What you should do ▸
Output the complete listing. Match it exactly.

Data for analysis ▸
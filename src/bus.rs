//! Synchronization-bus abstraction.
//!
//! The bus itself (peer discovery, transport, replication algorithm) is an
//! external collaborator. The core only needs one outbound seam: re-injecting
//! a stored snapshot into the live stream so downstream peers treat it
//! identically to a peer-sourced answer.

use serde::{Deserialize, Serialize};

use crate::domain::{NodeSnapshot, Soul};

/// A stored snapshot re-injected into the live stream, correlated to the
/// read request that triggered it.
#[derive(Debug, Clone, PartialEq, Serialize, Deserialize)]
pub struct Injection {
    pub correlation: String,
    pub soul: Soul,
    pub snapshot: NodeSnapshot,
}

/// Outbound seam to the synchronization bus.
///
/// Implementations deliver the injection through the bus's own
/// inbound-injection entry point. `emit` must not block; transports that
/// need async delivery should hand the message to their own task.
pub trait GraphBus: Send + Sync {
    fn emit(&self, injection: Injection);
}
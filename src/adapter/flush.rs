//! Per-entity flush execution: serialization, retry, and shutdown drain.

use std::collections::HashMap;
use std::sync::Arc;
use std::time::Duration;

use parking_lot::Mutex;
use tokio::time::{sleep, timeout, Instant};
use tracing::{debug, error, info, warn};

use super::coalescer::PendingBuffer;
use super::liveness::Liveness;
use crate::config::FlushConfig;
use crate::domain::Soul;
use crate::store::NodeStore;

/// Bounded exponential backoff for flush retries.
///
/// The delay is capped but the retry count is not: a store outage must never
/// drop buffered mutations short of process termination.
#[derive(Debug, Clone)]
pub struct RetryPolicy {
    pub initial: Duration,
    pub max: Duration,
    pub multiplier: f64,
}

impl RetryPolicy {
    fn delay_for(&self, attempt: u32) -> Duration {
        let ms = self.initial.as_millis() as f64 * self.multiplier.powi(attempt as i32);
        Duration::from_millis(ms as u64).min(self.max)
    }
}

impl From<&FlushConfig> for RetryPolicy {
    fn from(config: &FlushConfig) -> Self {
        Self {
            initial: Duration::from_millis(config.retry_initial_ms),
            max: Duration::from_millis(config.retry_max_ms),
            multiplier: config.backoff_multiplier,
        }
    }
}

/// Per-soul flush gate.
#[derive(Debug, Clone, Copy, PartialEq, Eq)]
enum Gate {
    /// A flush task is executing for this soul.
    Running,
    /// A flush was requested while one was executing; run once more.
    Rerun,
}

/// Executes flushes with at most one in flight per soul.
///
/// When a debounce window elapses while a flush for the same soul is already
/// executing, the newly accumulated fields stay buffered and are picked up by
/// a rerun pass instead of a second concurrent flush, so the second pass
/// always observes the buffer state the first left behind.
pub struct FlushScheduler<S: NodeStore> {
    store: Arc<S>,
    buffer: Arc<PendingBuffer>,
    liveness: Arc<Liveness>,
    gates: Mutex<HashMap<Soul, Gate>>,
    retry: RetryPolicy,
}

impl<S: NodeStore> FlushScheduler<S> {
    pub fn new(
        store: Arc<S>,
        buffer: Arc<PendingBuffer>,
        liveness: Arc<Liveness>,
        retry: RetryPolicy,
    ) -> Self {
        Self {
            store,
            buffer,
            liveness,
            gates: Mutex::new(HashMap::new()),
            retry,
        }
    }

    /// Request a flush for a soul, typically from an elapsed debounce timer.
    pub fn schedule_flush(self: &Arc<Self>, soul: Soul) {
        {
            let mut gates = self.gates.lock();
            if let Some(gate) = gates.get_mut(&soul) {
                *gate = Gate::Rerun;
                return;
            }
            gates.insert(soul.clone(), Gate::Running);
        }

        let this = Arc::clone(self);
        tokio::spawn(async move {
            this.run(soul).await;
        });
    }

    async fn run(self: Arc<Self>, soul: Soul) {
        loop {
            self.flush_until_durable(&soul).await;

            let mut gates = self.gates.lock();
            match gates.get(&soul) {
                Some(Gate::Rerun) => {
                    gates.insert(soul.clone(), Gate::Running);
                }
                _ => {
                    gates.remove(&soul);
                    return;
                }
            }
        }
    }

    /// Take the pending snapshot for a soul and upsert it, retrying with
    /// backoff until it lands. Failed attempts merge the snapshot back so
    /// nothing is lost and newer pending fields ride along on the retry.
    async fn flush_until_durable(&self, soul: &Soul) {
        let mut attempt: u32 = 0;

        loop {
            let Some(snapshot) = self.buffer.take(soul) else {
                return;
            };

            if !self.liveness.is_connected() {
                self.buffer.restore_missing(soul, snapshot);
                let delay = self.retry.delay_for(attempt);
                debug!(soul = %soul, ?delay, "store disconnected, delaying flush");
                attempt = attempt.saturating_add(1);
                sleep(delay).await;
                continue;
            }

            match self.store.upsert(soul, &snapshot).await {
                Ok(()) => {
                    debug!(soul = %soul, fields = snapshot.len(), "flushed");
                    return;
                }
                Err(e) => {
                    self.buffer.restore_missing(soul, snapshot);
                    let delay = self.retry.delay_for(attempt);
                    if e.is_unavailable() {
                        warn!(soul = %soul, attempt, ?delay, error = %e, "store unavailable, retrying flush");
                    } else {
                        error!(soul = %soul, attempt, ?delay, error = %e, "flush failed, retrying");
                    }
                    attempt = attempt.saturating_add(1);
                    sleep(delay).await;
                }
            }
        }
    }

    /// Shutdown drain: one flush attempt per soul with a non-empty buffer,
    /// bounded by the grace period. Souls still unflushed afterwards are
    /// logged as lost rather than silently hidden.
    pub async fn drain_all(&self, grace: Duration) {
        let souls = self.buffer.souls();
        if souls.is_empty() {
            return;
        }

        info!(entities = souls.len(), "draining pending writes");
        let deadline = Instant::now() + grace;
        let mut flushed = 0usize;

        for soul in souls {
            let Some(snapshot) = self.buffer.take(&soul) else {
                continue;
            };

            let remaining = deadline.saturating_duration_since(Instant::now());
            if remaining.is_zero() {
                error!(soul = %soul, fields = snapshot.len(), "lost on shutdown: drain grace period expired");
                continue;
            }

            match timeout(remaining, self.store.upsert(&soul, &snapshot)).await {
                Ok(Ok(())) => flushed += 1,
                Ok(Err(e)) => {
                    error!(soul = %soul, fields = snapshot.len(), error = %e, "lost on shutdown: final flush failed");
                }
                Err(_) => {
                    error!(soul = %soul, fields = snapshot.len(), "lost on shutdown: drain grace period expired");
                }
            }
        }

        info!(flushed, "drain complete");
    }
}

Exercise response ▸
filename src/bus.rs
//! Synchronization-bus abstraction.
//!
//! The bus itself (peer discovery, transport, replication algorithm) is an
//! external collaborator. The core only needs one outbound seam: re-injecting
//! a stored snapshot into the live stream so downstream peers treat it
//! identically to a peer-sourced answer.

use serde::{Deserialize, Serialize};

use crate::domain::{NodeSnapshot, Soul};

/// A stored snapshot re-injected into the live stream, correlated to the
/// read request that triggered it.
#[derive(Debug, Clone, PartialEq, Serialize, Deserialize)]
pub struct Injection {
    pub correlation: String,
    pub soul: Soul,
    pub snapshot: NodeSnapshot,
}

/// Outbound seam to the synchronization bus.
///
/// Implementations deliver the injection through the bus's own
/// inbound-injection entry point. `emit` must not block; transports that
/// need async delivery should hand the message to their own task.
pub trait GraphBus: Send + Sync {
    fn emit(&self, injection: Injection);
}
filename src/adapter/flush.rs
//! Per-entity flush execution: serialization, retry, and shutdown drain.

use std::collections::HashMap;
use std::sync::Arc;
use std::time::Duration;

use parking_lot::Mutex;
use tokio::time::{sleep, timeout, Instant};
use tracing::{debug, error, info, warn};

use super::coalescer::PendingBuffer;
use super::liveness::Liveness;
use crate::config::FlushConfig;
use crate::domain::Soul;
use crate::store::NodeStore;

/// Bounded exponential backoff for flush retries.
///
/// The delay is capped but the retry count is not: a store outage must never
/// drop buffered mutations short of process termination.
#[derive(Debug, Clone)]
pub struct RetryPolicy {
    pub initial: Duration,
    pub max: Duration,
    pub multiplier: f64,
}

impl RetryPolicy {
    fn delay_for(&self, attempt: u32) -> Duration {
        let ms = self.initial.as_millis() as f64 * self.multiplier.powi(attempt as i32);
        Duration::from_millis(ms as u64).min(self.max)
    }
}

impl From<&FlushConfig> for RetryPolicy {
    fn from(config: &FlushConfig) -> Self {
        Self {
            initial: Duration::from_millis(config.retry_initial_ms),
            max: Duration::from_millis(config.retry_max_ms),
            multiplier: config.backoff_multiplier,
        }
    }
}

/// Per-soul flush gate.
#[derive(Debug, Clone, Copy, PartialEq, Eq)]
enum Gate {
    /// A flush task is executing for this soul.
    Running,
    /// A flush was requested while one was executing; run once more.
    Rerun,
}

/// Executes flushes with at most one in flight per soul.
///
/// When a debounce window elapses while a flush for the same soul is already
/// executing, the newly accumulated fields stay buffered and are picked up by
/// a rerun pass instead of a second concurrent flush, so the second pass
/// always observes the buffer state the first left behind.
pub struct FlushScheduler<S: NodeStore> {
    store: Arc<S>,
    buffer: Arc<PendingBuffer>,
    liveness: Arc<Liveness>,
    gates: Mutex<HashMap<Soul, Gate>>,
    retry: RetryPolicy,
}

impl<S: NodeStore> FlushScheduler<S> {
    pub fn new(
        store: Arc<S>,
        buffer: Arc<PendingBuffer>,
        liveness: Arc<Liveness>,
        retry: RetryPolicy,
    ) -> Self {
        Self {
            store,
            buffer,
            liveness,
            gates: Mutex::new(HashMap::new()),
            retry,
        }
    }

    /// Request a flush for a soul, typically from an elapsed debounce timer.
    pub fn schedule_flush(self: &Arc<Self>, soul: Soul) {
        {
            let mut gates = self.gates.lock();
            if let Some(gate) = gates.get_mut(&soul) {
                *gate = Gate::Rerun;
                return;
            }
            gates.insert(soul.clone(), Gate::Running);
        }

        let this = Arc::clone(self);
        tokio::spawn(async move {
            this.run(soul).await;
        });
    }

    async fn run(self: Arc<Self>, soul: Soul) {
        loop {
            self.flush_until_durable(&soul).await;

            let mut gates = self.gates.lock();
            match gates.get(&soul) {
                Some(Gate::Rerun) => {
                    gates.insert(soul.clone(), Gate::Running);
                }
                _ => {
                    gates.remove(&soul);
                    return;
                }
            }
        }
    }

    /// Take the pending snapshot for a soul and upsert it, retrying with
    /// backoff until it lands. Failed attempts merge the snapshot back so
    /// nothing is lost and newer pending fields ride along on the retry.
    async fn flush_until_durable(&self, soul: &Soul) {
        let mut attempt: u32 = 0;

        loop {
            let Some(snapshot) = self.buffer.take(soul) else {
                return;
            };

            if !self.liveness.is_connected() {
                self.buffer.restore_missing(soul, snapshot);
                let delay = self.retry.delay_for(attempt);
                debug!(soul = %soul, ?delay, "store disconnected, delaying flush");
                attempt = attempt.saturating_add(1);
                sleep(delay).await;
                continue;
            }

            match self.store.upsert(soul, &snapshot).await {
                Ok(()) => {
                    debug!(soul = %soul, fields = snapshot.len(), "flushed");
                    return;
                }
                Err(e) => {
                    self.buffer.restore_missing(soul, snapshot);
                    let delay = self.retry.delay_for(attempt);
                    if e.is_unavailable() {
                        warn!(soul = %soul, attempt, ?delay, error = %e, "store unavailable, retrying flush");
                    } else {
                        error!(soul = %soul, attempt, ?delay, error = %e, "flush failed, retrying");
                    }
                    attempt = attempt.saturating_add(1);
                    sleep(delay).await;
                }
            }
        }
    }

    /// Shutdown drain: one flush attempt per soul with a non-empty buffer,
    /// bounded by the grace period. Souls still unflushed afterwards are
    /// logged as lost rather than silently hidden.
    pub async fn drain_all(&self, grace: Duration) {
        let souls = self.buffer.souls();
        if souls.is_empty() {
            return;
        }

        info!(entities = souls.len(), "draining pending writes");
        let deadline = Instant::now() + grace;
        let mut flushed = 0usize;

        for soul in souls {
            let Some(snapshot) = self.buffer.take(&soul) else {
                continue;
            };

            let remaining = deadline.saturating_duration_since(Instant::now());
            if remaining.is_zero() {
                error!(soul = %soul, fields = snapshot.len(), "lost on shutdown: drain grace period expired");
                continue;
            }

            match timeout(remaining, self.store.upsert(&soul, &snapshot)).await {
                Ok(Ok(())) => flushed += 1,
                Ok(Err(e)) => {
                    error!(soul = %soul, fields = snapshot.len(), error = %e, "lost on shutdown: final flush failed");
                }
                Err(_) => {
                    error!(soul = %soul, fields = snapshot.len(), "lost on shutdown: drain grace period expired");
                }
            }
        }

        info!(flushed, "drain complete");
    }
}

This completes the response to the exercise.